In early 1956, television was reshaping the media landscape in the UK. As more and more households bought sets and commercial stations were beginning to be launched, all those who were used to radio’s dominance were starting to realise that the world was changing.


In the (very) early days of television, when it was still seen as an experiment to be seen by very few people, radio paid much better. By the time commercial channels were emerging, though, it was clear that TV was rapidly growing in popularity – and performers began to demand the same pay for appearing on TV as they got for radio.

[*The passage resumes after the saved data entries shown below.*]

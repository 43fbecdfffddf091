//! Breaker-outside, retry-inside composition.
//!
//! The breaker sees exactly one verdict per logical call, after every internal retry: a call
//! that fails twice and then succeeds is one success, and a call that ends in
//! `RetryExhausted` or `NonRetryable` is one failure. `failure_threshold` therefore counts
//! fully failed calls, never raw attempts.

use crate::circuit_breaker::CircuitBreaker;
use crate::classify::{DefaultClassifier, ErrorClassifier, RemoteFailure};
use crate::config::{ConfigError, ResilienceSettings};
use crate::error::{OperationId, TaggedError};
use crate::retry::RetryExecutor;
use crate::sleeper::Sleeper;
use crate::telemetry::TelemetrySink;
use std::future::Future;
use std::sync::Arc;
use tokio_util::sync::CancellationToken;

/// Runs operations through a [`CircuitBreaker`] wrapped around a [`RetryExecutor`].
///
/// Cheap to clone; clones share the breaker.
///
/// # Examples
/// ```
/// use backstop::{
///     CircuitBreaker, CircuitBreakerConfig, InstantSleeper, OperationId, RemoteError,
///     ResilientExecutor, RetryExecutor, RetryPolicy,
/// };
///
/// # tokio::runtime::Builder::new_current_thread().enable_all().build().unwrap().block_on(async {
/// let executor = ResilientExecutor::new(
///     CircuitBreaker::new("users-api", CircuitBreakerConfig::default()),
///     RetryExecutor::new(RetryPolicy::default()).with_sleeper(InstantSleeper),
/// );
/// let op = OperationId::new("GET", "/users/42");
/// let user = executor.execute(&op, || async { Ok::<_, RemoteError>("ada") }).await.unwrap();
/// assert_eq!(user, "ada");
/// # });
/// ```
#[derive(Clone, Debug)]
pub struct ResilientExecutor {
    breaker: CircuitBreaker,
    retry: RetryExecutor,
}

impl ResilientExecutor {
    pub fn new(breaker: CircuitBreaker, retry: RetryExecutor) -> Self {
        Self { breaker, retry }
    }

    /// Build a breaker named `name` and a retry executor from plain settings.
    pub fn from_settings(
        name: impl Into<Arc<str>>,
        settings: &ResilienceSettings,
    ) -> Result<Self, ConfigError> {
        let (breaker, retry) = settings.validate()?;
        Ok(Self::new(CircuitBreaker::new(name, breaker), RetryExecutor::new(retry)))
    }

    /// Send breaker transitions and retry events to one sink.
    pub fn with_sink<S: TelemetrySink + 'static>(self, sink: S) -> Self {
        let sink: Arc<dyn TelemetrySink> = Arc::new(sink);
        Self {
            breaker: self.breaker.with_shared_sink(sink.clone()),
            retry: self.retry.with_shared_sink(sink),
        }
    }

    pub fn with_sleeper<S: Sleeper + 'static>(self, sleeper: S) -> Self {
        Self { retry: self.retry.with_sleeper(sleeper), ..self }
    }

    pub fn breaker(&self) -> &CircuitBreaker {
        &self.breaker
    }

    pub fn retry(&self) -> &RetryExecutor {
        &self.retry
    }

    /// Run `operation` with the [`DefaultClassifier`].
    ///
    /// # Errors
    /// Every terminal failure comes back as a [`TaggedError`]: a quarantined call carries
    /// `CircuitOpen` with a retry count of zero; otherwise the retry outcome is tagged with the
    /// breaker state after the failure was recorded.
    pub async fn execute<T, E, Fut, Op>(
        &self,
        op: &OperationId,
        operation: Op,
    ) -> Result<T, TaggedError<E>>
    where
        T: Send,
        E: RemoteFailure + Send,
        Fut: Future<Output = Result<T, E>> + Send,
        Op: FnMut() -> Fut + Send,
    {
        self.run(op, operation, &DefaultClassifier, None).await
    }

    /// Run `operation` with a caller-supplied classifier.
    pub async fn execute_with<T, E, Fut, Op, C>(
        &self,
        op: &OperationId,
        operation: Op,
        classifier: C,
    ) -> Result<T, TaggedError<E>>
    where
        T: Send,
        E: Send,
        Fut: Future<Output = Result<T, E>> + Send,
        Op: FnMut() -> Fut + Send,
        C: ErrorClassifier<E>,
    {
        self.run(op, operation, &classifier, None).await
    }

    /// Like [`execute_with`](Self::execute_with), abandoning the call when `cancel` fires.
    /// A cancelled call is not recorded by the breaker.
    pub async fn execute_cancellable<T, E, Fut, Op, C>(
        &self,
        op: &OperationId,
        operation: Op,
        classifier: C,
        cancel: &CancellationToken,
    ) -> Result<T, TaggedError<E>>
    where
        T: Send,
        E: Send,
        Fut: Future<Output = Result<T, E>> + Send,
        Op: FnMut() -> Fut + Send,
        C: ErrorClassifier<E>,
    {
        self.run(op, operation, &classifier, Some(cancel)).await
    }

    pub(crate) async fn run<T, E, Fut, Op, C>(
        &self,
        op: &OperationId,
        operation: Op,
        classifier: &C,
        cancel: Option<&CancellationToken>,
    ) -> Result<T, TaggedError<E>>
    where
        T: Send,
        E: Send,
        Fut: Future<Output = Result<T, E>> + Send,
        Op: FnMut() -> Fut + Send,
        C: ErrorClassifier<E> + ?Sized,
    {
        let permit = match self.breaker.try_acquire() {
            Ok(permit) => permit,
            Err(open) => {
                tracing::debug!(
                    operation = %op,
                    breaker = self.breaker.name(),
                    failures = open.failure_count,
                    "call rejected by open circuit"
                );
                return Err(TaggedError::new(op.clone(), open.into(), self.breaker.state()));
            }
        };

        let label: Arc<str> = Arc::from(op.to_string());
        match self.retry.run(&label, operation, classifier, cancel).await {
            Ok(value) => {
                permit.success();
                Ok(value)
            }
            Err(err) => {
                if err.is_cancelled() {
                    drop(permit);
                } else {
                    permit.failure();
                }
                Err(TaggedError::new(op.clone(), err, self.breaker.state()))
            }
        }
    }
}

By late February, the BBC’s orchestras (there were many around the country) were starting to get fed up with poor pay on television and started to take industrial action. While the Goons were obviously a radio outfit, they were not immune to the effects of striking musicians.

The Goons will go ahead with their probe into 'The Great Tuscan Salami Scandal' tomorrow night - without music. The accompanying orchestra did not turn up for yesterday's recording of the programme. Last minute changes were made.

(from the Aberdeen Evening Express, 20 February 1956)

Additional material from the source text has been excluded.